Evolving your cloud-cost strategy as you scale
By Dann Berg
Published or Updated on
Photo from Usplash
Different size companies have different needs when it comes to thinking about cloud costs. As someone in a role dedicated to cloud cost optimization (a field that’s coming to be known as FinOps), I wanted to share some of my views about how your cloud-cost strategy might scale alongside your business.
None of these are hard-and-fast rules, but more of a loose framework that you can use to evaluate your own business and see if there’s anything you can do to improve your own cloud-cost strategy in a mindful way.
The most important thing, regardless of company size, is to always be thinking about cost, even when you’re not actually prioritizing cost-optimization initiatives. Fostering a culture of cost optimization means knowing when it makes sense to pull the trigger on efforts that will cut costs, and when to put those on hold in favor of other roadmap items. This can be harder than it seems, because properly prioritizing cost-optimization initiatives requires having a clear understanding of effort and impact. Depending on your company size, this may mean having a dedicated person or team surfacing and analyzing these opportunities.

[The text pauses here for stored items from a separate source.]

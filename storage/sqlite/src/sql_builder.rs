//! SQL builder for SQLite queries
//!
//! Converts nestql predicates to SQLite-compatible SQL WHERE clauses. The root model is aliased
//! `t0`; every relation hop opens a correlated `EXISTS` subquery with the next alias.

use nestql::ast::{Collation, ComparisonOperator, MorphType, PatternKind};
use nestql::{Literal, ModelDescriptor, Predicate, Relation, Schema};
use rusqlite::types::Value;
use thiserror::Error;

use crate::value::to_sql;

#[derive(Debug, Error, Clone, PartialEq, Eq)]
pub enum SqlGenerationError {
    #[error("model `{0}` is not part of the schema")]
    UnknownModel(String),
    #[error("model `{model}` has no relation `{relation}`")]
    UnknownRelation { model: String, relation: String },
    #[error("polymorphic relation `{0}` needs its concrete types")]
    MorphWithoutTypes(String),
    #[error("relation `{0}` is not polymorphic")]
    NotPolymorphic(String),
}

/// The model a predicate is evaluated against, and the alias it is bound to.
#[derive(Debug, Clone, Copy)]
struct Frame<'s> {
    alias: usize,
    model: &'s ModelDescriptor,
}

/// SQL builder for SQLite queries
pub struct SqlBuilder<'s> {
    schema: &'s Schema,
    sql: String,
    params: Vec<Value>,
    next_alias: usize,
}

impl<'s> SqlBuilder<'s> {
    pub fn new(schema: &'s Schema) -> Self { Self { schema, sql: String::new(), params: Vec::new(), next_alias: 1 } }

    fn push_sql(&mut self, s: &str) { self.sql.push_str(s); }

    fn push_param(&mut self, value: Value) {
        self.sql.push('?');
        self.params.push(value);
    }

    fn push_column(&mut self, frame: Frame<'s>, column: &str) { self.push_sql(&format!(r#"t{}."{}""#, frame.alias, escape_identifier(column))); }

    /// `SELECT <columns> FROM <table> AS t0 WHERE <predicate>`
    pub fn select(mut self, model: &str, columns: &[&str], predicate: &Predicate) -> Result<(String, Vec<Value>), SqlGenerationError> {
        let model = self.model(model)?;
        let fields_clause = columns.iter().map(|column| format!(r#"t0."{}""#, escape_identifier(column))).collect::<Vec<_>>().join(", ");
        self.push_sql(&format!(r#"SELECT {} FROM "{}" AS t0 WHERE "#, fields_clause, escape_identifier(model.table())));
        self.predicate(Frame { alias: 0, model }, predicate)?;
        Ok((self.sql, self.params))
    }

    /// Just the WHERE clause, with `t0` standing for `model`.
    pub fn where_clause(mut self, model: &str, predicate: &Predicate) -> Result<(String, Vec<Value>), SqlGenerationError> {
        let model = self.model(model)?;
        self.predicate(Frame { alias: 0, model }, predicate)?;
        Ok((self.sql, self.params))
    }

    fn model(&self, name: &str) -> Result<&'s ModelDescriptor, SqlGenerationError> {
        self.schema.model(name).ok_or_else(|| SqlGenerationError::UnknownModel(name.to_string()))
    }

    fn relation(&self, frame: Frame<'s>, name: &str) -> Result<&'s Relation, SqlGenerationError> {
        frame.model.relation_named(name).ok_or_else(|| SqlGenerationError::UnknownRelation { model: frame.model.name().to_string(), relation: name.to_string() })
    }

    fn predicate(&mut self, frame: Frame<'s>, predicate: &Predicate) -> Result<(), SqlGenerationError> {
        match predicate {
            Predicate::Comparison { column, operator: operator @ (ComparisonOperator::Equal | ComparisonOperator::NotEqual), value: Literal::Null, .. } => {
                self.push_column(frame, column);
                self.push_sql(if *operator == ComparisonOperator::Equal { " IS NULL" } else { " IS NOT NULL" });
            }
            Predicate::Comparison { column, operator, value, collation } => {
                self.push_column(frame, column);
                self.push_sql(&format!(" {} ", comparison_op_to_sql(operator)));
                self.push_param(to_sql(value));
                if *collation == Collation::Binary {
                    self.push_sql(" COLLATE BINARY");
                }
            }
            Predicate::In { values, negated, .. } if values.is_empty() => {
                self.push_sql(if *negated { "1=1" } else { "1=0" });
            }
            Predicate::In { column, values, negated } => {
                self.push_column(frame, column);
                self.push_sql(if *negated { " NOT IN (" } else { " IN (" });
                for (i, value) in values.iter().enumerate() {
                    if i > 0 {
                        self.push_sql(", ");
                    }
                    self.push_param(to_sql(value));
                }
                self.push_sql(")");
            }
            Predicate::Pattern { column, kind, value, case_sensitive, negated } => {
                self.push_column(frame, column);
                if *negated {
                    self.push_sql(" NOT");
                }
                // LIKE folds ASCII case; GLOB never does.
                if *case_sensitive {
                    self.push_sql(" GLOB ");
                    self.push_param(Value::Text(glob_pattern(*kind, value)));
                } else {
                    self.push_sql(" LIKE ");
                    self.push_param(Value::Text(like_pattern(*kind, value)));
                    self.push_sql(r" ESCAPE '\'");
                }
            }
            Predicate::IsNull(column) => {
                self.push_column(frame, column);
                self.push_sql(" IS NULL");
            }
            Predicate::And(left, right) => {
                self.predicate(frame, left)?;
                self.push_sql(" AND ");
                self.predicate(frame, right)?;
            }
            Predicate::Or(left, right) => {
                self.push_sql("(");
                self.predicate(frame, left)?;
                self.push_sql(" OR ");
                self.predicate(frame, right)?;
                self.push_sql(")");
            }
            Predicate::Not(pred) => {
                self.push_sql("NOT (");
                self.predicate(frame, pred)?;
                self.push_sql(")");
            }
            Predicate::Exists { relation, predicate } => self.exists(frame, relation, predicate)?,
            Predicate::ExistsMorph { relation, types, predicate } => self.exists_morph(frame, relation, types, predicate)?,
            Predicate::True => {
                self.push_sql("1=1");
            }
            Predicate::False => {
                self.push_sql("1=0");
            }
        }
        Ok(())
    }

    /// Open `EXISTS (SELECT 1 FROM <table> AS tN WHERE ` and return the frame for `tN`.
    fn subquery(&mut self, model: &'s ModelDescriptor) -> Frame<'s> {
        let frame = Frame { alias: self.next_alias, model };
        self.next_alias += 1;
        self.push_sql(&format!(r#"EXISTS (SELECT 1 FROM "{}" AS t{} WHERE "#, escape_identifier(model.table()), frame.alias));
        frame
    }

    fn exists(&mut self, frame: Frame<'s>, relation: &str, predicate: &Predicate) -> Result<(), SqlGenerationError> {
        // (target, key on the target, key on the owner, type column on the target)
        let (target, inner_key, outer_key, type_column) = match self.relation(frame, relation)? {
            Relation::BelongsTo { target, foreign_key, owner_key } => (target, owner_key, foreign_key, None),
            Relation::HasMany { target, foreign_key, local_key } => (target, foreign_key, local_key, None),
            Relation::MorphMany { target, type_column, id_column, local_key } => (target, id_column, local_key, Some(type_column)),
            Relation::MorphTo { .. } => return Err(SqlGenerationError::MorphWithoutTypes(relation.to_string())),
        };
        let target = self.model(target)?;

        let child = self.subquery(target);
        self.push_column(child, inner_key);
        self.push_sql(" = ");
        self.push_column(frame, outer_key);
        if let Some(type_column) = type_column {
            self.push_sql(" AND ");
            self.push_column(child, type_column);
            self.push_sql(" = ");
            self.push_param(Value::Text(self.schema.marker_for(frame.model.name()).to_string()));
        }
        self.push_sql(" AND ");
        self.predicate(child, predicate)?;
        self.push_sql(")");
        Ok(())
    }

    fn exists_morph(&mut self, frame: Frame<'s>, relation: &str, types: &[MorphType], predicate: &Predicate) -> Result<(), SqlGenerationError> {
        let Relation::MorphTo { type_column, id_column, .. } = self.relation(frame, relation)? else {
            return Err(SqlGenerationError::NotPolymorphic(relation.to_string()));
        };
        if types.is_empty() {
            self.push_sql("1=0");
            return Ok(());
        }

        if types.len() > 1 {
            self.push_sql("(");
        }
        for (i, morph) in types.iter().enumerate() {
            if i > 0 {
                self.push_sql(" OR ");
            }
            let target = self.model(&morph.model)?;
            self.push_sql("(");
            self.push_column(frame, type_column);
            self.push_sql(" = ");
            self.push_param(Value::Text(morph.marker.clone()));
            self.push_sql(" AND ");
            let child = self.subquery(target);
            self.push_column(child, target.key());
            self.push_sql(" = ");
            self.push_column(frame, id_column);
            self.push_sql(" AND ");
            self.predicate(child, predicate)?;
            self.push_sql("))");
        }
        if types.len() > 1 {
            self.push_sql(")");
        }
        Ok(())
    }
}

pub(crate) fn escape_identifier(name: &str) -> String { name.replace('"', "\"\"") }

fn comparison_op_to_sql(op: &ComparisonOperator) -> &'static str {
    match op {
        ComparisonOperator::Equal => "=",
        ComparisonOperator::NotEqual => "<>",
        ComparisonOperator::GreaterThan => ">",
        ComparisonOperator::GreaterThanOrEqual => ">=",
        ComparisonOperator::LessThan => "<",
        ComparisonOperator::LessThanOrEqual => "<=",
    }
}

/// LIKE pattern with `\` as the escape character.
fn like_pattern(kind: PatternKind, value: &str) -> String {
    let mut escaped = String::with_capacity(value.len());
    for c in value.chars() {
        if matches!(c, '\\' | '%' | '_') {
            escaped.push('\\');
        }
        escaped.push(c);
    }
    match kind {
        PatternKind::Contains => format!("%{escaped}%"),
        PatternKind::StartsWith => format!("{escaped}%"),
        PatternKind::EndsWith => format!("%{escaped}"),
    }
}

/// GLOB has no escape character; metacharacters are wrapped in a one-character class.
fn glob_pattern(kind: PatternKind, value: &str) -> String {
    let mut escaped = String::with_capacity(value.len());
    for c in value.chars() {
        match c {
            '*' | '?' | '[' => {
                escaped.push('[');
                escaped.push(c);
                escaped.push(']');
            }
            c => escaped.push(c),
        }
    }
    match kind {
        PatternKind::Contains => format!("*{escaped}*"),
        PatternKind::StartsWith => format!("{escaped}*"),
        PatternKind::EndsWith => format!("*{escaped}"),
    }
}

Theoretically, you can control your company’s cloud costs by controlling the amount of cost-optimization work that ends up on people’s sprints. Sometimes it makes sense to keep only a loose eye on your cloud bill, instead focusing on new products and features. Other times (perhaps in response to a surprisingly-high bill?) you’ll want to shift priorities and add more cost-saving initiatives to people’s sprints. With the correct prep work, it’s as simple as controlling the flow of cost-optimization work, as dictated by your business’ needs.
Below is a loose guide for how to think about cloud costs at different stages of your business.
Stage 1: Brand-new Project
Tools: Built-in cloud provider tooling
You may consider yourself to be a startup at this point, but you could also just call it a project. You’re probably just self-funding the cloud costs in order to get your project working or have a proof-of-concept. In this regard, you do care about money (depending on what’s in your wallet), but getting up and off the ground is the highest priority.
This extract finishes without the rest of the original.